THE DATA:
--- --- ---
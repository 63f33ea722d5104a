//! # Scene
//!
//! Entity store shared by the chunk streamer and the rendering system.
//!
//! ## Key Components
//! - `Scene`: owns entities, allocates entity and mesh ids, records lifecycle events
//! - `EntityConfig`: template an entity is instantiated from
//! - `Entity`: tag, parent link, local transform and optional mesh/material
//! - `SceneEvent`: `Created` / `Destroyed` notifications drained once per frame
//!
//! Entities are kept in id order, so iteration order is creation order. Destroying an
//! entity destroys its descendants first; every removed entity is reported exactly
//! once, carrying its components so observers can release what they hold.

pub mod component;

use std::collections::BTreeMap;
use std::sync::Arc;

use cgmath::{EuclideanSpace, Matrix4, Point3, SquareMatrix, Transform, Vector3};

pub use component::{ComponentMask, MaterialComponent, MeshHandle, MeshId};

use crate::{
    engine_state::rendering::mesh::Mesh,
    error::{EngineError, EngineResult},
};

/// Scene-unique entity identifier.
#[derive(Debug, Clone, Copy, PartialEq, Eq, Hash, PartialOrd, Ord)]
pub struct EntityId(pub u64);

impl std::fmt::Display for EntityId {
    fn fmt(&self, f: &mut std::fmt::Formatter<'_>) -> std::fmt::Result {
        write!(f, "#{}", self.0)
    }
}

/// Template an entity is instantiated from.
#[derive(Debug, Clone)]
pub struct EntityConfig {
    /// Optional name used by `Scene::find_by_tag`.
    pub tag: Option<String>,
    /// Parent entity; the local transform is relative to it.
    pub parent: Option<EntityId>,
    /// Local transform.
    pub transform: Matrix4<f32>,
    /// Geometry to draw.
    pub mesh: Option<MeshHandle>,
    /// Program and material to draw with.
    pub material: Option<MaterialComponent>,
}

impl Default for EntityConfig {
    fn default() -> Self {
        Self {
            tag: None,
            parent: None,
            transform: Matrix4::identity(),
            mesh: None,
            material: None,
        }
    }
}

impl EntityConfig {
    /// Sets the tag.
    pub fn with_tag(mut self, tag: impl Into<String>) -> Self {
        self.tag = Some(tag.into());
        self
    }

    /// Sets the parent.
    pub fn with_parent(mut self, parent: EntityId) -> Self {
        self.parent = Some(parent);
        self
    }

    /// Sets the local transform to a translation.
    pub fn with_translation(mut self, x: f32, y: f32, z: f32) -> Self {
        self.transform = Matrix4::from_translation(Vector3::new(x, y, z));
        self
    }

    /// Sets the mesh.
    pub fn with_mesh(mut self, mesh: MeshHandle) -> Self {
        self.mesh = Some(mesh);
        self
    }

    /// Sets the material.
    pub fn with_material(mut self, material: MaterialComponent) -> Self {
        self.material = Some(material);
        self
    }

    fn mask(&self) -> ComponentMask {
        let mut mask = ComponentMask::EMPTY;
        if self.mesh.is_some() {
            mask = mask | ComponentMask::MESH;
        }
        if self.material.is_some() {
            mask = mask | ComponentMask::MATERIAL;
        }
        if self.tag.is_some() {
            mask = mask | ComponentMask::TAG;
        }
        mask
    }
}

/// An entity living in the scene.
#[derive(Debug, Clone)]
pub struct Entity {
    id: EntityId,
    tag: Option<String>,
    parent: Option<EntityId>,
    children: Vec<EntityId>,
    transform: Matrix4<f32>,
    mesh: Option<MeshHandle>,
    material: Option<MaterialComponent>,
    mask: ComponentMask,
}

impl Entity {
    /// Identifier.
    pub fn id(&self) -> EntityId {
        self.id
    }

    /// Tag, if any.
    pub fn tag(&self) -> Option<&str> {
        self.tag.as_deref()
    }

    /// Parent, if any.
    pub fn parent(&self) -> Option<EntityId> {
        self.parent
    }

    /// Direct children in creation order.
    pub fn children(&self) -> &[EntityId] {
        &self.children
    }

    /// Local transform.
    pub fn transform(&self) -> &Matrix4<f32> {
        &self.transform
    }

    /// Translation part of the local transform.
    pub fn translation(&self) -> Vector3<f32> {
        self.transform.w.truncate()
    }

    /// Mesh component.
    pub fn mesh(&self) -> Option<&MeshHandle> {
        self.mesh.as_ref()
    }

    /// Material component.
    pub fn material(&self) -> Option<&MaterialComponent> {
        self.material.as_ref()
    }

    /// Components present at creation time.
    pub fn mask(&self) -> ComponentMask {
        self.mask
    }
}

/// Lifecycle notification.
#[derive(Debug, Clone)]
pub enum SceneEvent {
    /// The entity was instantiated.
    Created(EntityId),
    /// The entity was removed; carries its final state.
    Destroyed(Entity),
}

/// Owner of every entity and mesh id.
#[derive(Debug, Default)]
pub struct Scene {
    entities: BTreeMap<EntityId, Entity>,
    next_entity: u64,
    next_mesh: u64,
    events: Vec<SceneEvent>,
}

impl Scene {
    /// Creates an empty scene.
    pub fn new() -> Self {
        Self::default()
    }

    /// Registers a mesh and hands out a shareable handle with a fresh id.
    pub fn add_mesh(&mut self, mesh: Mesh) -> MeshHandle {
        let id = MeshId(self.next_mesh);
        self.next_mesh += 1;
        MeshHandle::new(id, Arc::new(mesh))
    }

    /// Creates an entity from `config` and records a `Created` event.
    ///
    /// # Returns
    /// The new id, or `UnknownEntity` if the configured parent does not exist.
    pub fn instantiate(&mut self, config: EntityConfig) -> EngineResult<EntityId> {
        if let Some(parent) = config.parent {
            if !self.entities.contains_key(&parent) {
                return Err(EngineError::UnknownEntity(parent.0));
            }
        }

        let id = EntityId(self.next_entity);
        self.next_entity += 1;

        let mask = config.mask();
        let entity = Entity {
            id,
            tag: config.tag,
            parent: config.parent,
            children: Vec::new(),
            transform: config.transform,
            mesh: config.mesh,
            material: config.material,
            mask,
        };

        if let Some(parent) = entity.parent.and_then(|p| self.entities.get_mut(&p)) {
            parent.children.push(id);
        }
        self.entities.insert(id, entity);
        self.events.push(SceneEvent::Created(id));
        Ok(id)
    }

    /// Removes an entity and all of its descendants, deepest first.
    ///
    /// # Returns
    /// `false` if the entity did not exist.
    pub fn destroy(&mut self, id: EntityId) -> bool {
        let Some(entity) = self.entities.get(&id) else {
            return false;
        };

        if let Some(parent) = entity.parent.and_then(|p| self.entities.get_mut(&p)) {
            parent.children.retain(|child| *child != id);
        }

        let mut order = Vec::new();
        let mut stack = vec![(id, false)];
        while let Some((current, expanded)) = stack.pop() {
            if expanded {
                order.push(current);
                continue;
            }
            stack.push((current, true));
            if let Some(entity) = self.entities.get(&current) {
                for child in entity.children.iter().rev() {
                    stack.push((*child, false));
                }
            }
        }

        for current in order {
            if let Some(entity) = self.entities.remove(&current) {
                self.events.push(SceneEvent::Destroyed(entity));
            }
        }
        true
    }

    /// Looks up an entity.
    pub fn get(&self, id: EntityId) -> Option<&Entity> {
        self.entities.get(&id)
    }

    /// Whether the entity exists.
    pub fn contains(&self, id: EntityId) -> bool {
        self.entities.contains_key(&id)
    }

    /// Number of live entities.
    pub fn len(&self) -> usize {
        self.entities.len()
    }

    /// Whether the scene holds no entity.
    pub fn is_empty(&self) -> bool {
        self.entities.is_empty()
    }

    /// Live entities in creation order.
    pub fn entities(&self) -> impl Iterator<Item = &Entity> {
        self.entities.values()
    }

    /// Entities without a parent, in creation order.
    pub fn roots(&self) -> impl Iterator<Item = &Entity> {
        self.entities.values().filter(|e| e.parent.is_none())
    }

    /// First entity, in creation order, whose tag equals `tag`.
    pub fn find_by_tag(&self, tag: &str) -> Option<EntityId> {
        self.entities
            .values()
            .find(|e| e.tag.as_deref() == Some(tag))
            .map(|e| e.id)
    }

    /// Replaces the local transform of an entity.
    pub fn set_transform(&mut self, id: EntityId, transform: Matrix4<f32>) -> EngineResult<()> {
        let entity = self
            .entities
            .get_mut(&id)
            .ok_or(EngineError::UnknownEntity(id.0))?;
        entity.transform = transform;
        Ok(())
    }

    /// Moves an entity by `offset` in its parent's space.
    pub fn translate(&mut self, id: EntityId, offset: Vector3<f32>) -> EngineResult<()> {
        let entity = self
            .entities
            .get_mut(&id)
            .ok_or(EngineError::UnknownEntity(id.0))?;
        entity.transform = Matrix4::from_translation(offset) * entity.transform;
        Ok(())
    }

    /// Local transform composed with every ancestor's transform.
    pub fn world_transform(&self, id: EntityId) -> Option<Matrix4<f32>> {
        let mut entity = self.entities.get(&id)?;
        let mut transform = entity.transform;
        while let Some(parent) = entity.parent {
            entity = self.entities.get(&parent)?;
            transform = entity.transform * transform;
        }
        Some(transform)
    }

    /// World-space position of the entity origin.
    pub fn world_position(&self, id: EntityId) -> Option<Point3<f32>> {
        self.world_transform(id)
            .map(|transform| transform.transform_point(Point3::origin()))
    }

    /// Takes every event recorded since the last call, oldest first.
    pub fn drain_events(&mut self) -> Vec<SceneEvent> {
        std::mem::take(&mut self.events)
    }
}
--- --- ---
REQUIRED WORK:
Give the number of lines in the listing above that contain "Item", and nothing else.

EXERCISE SOLUTION:
2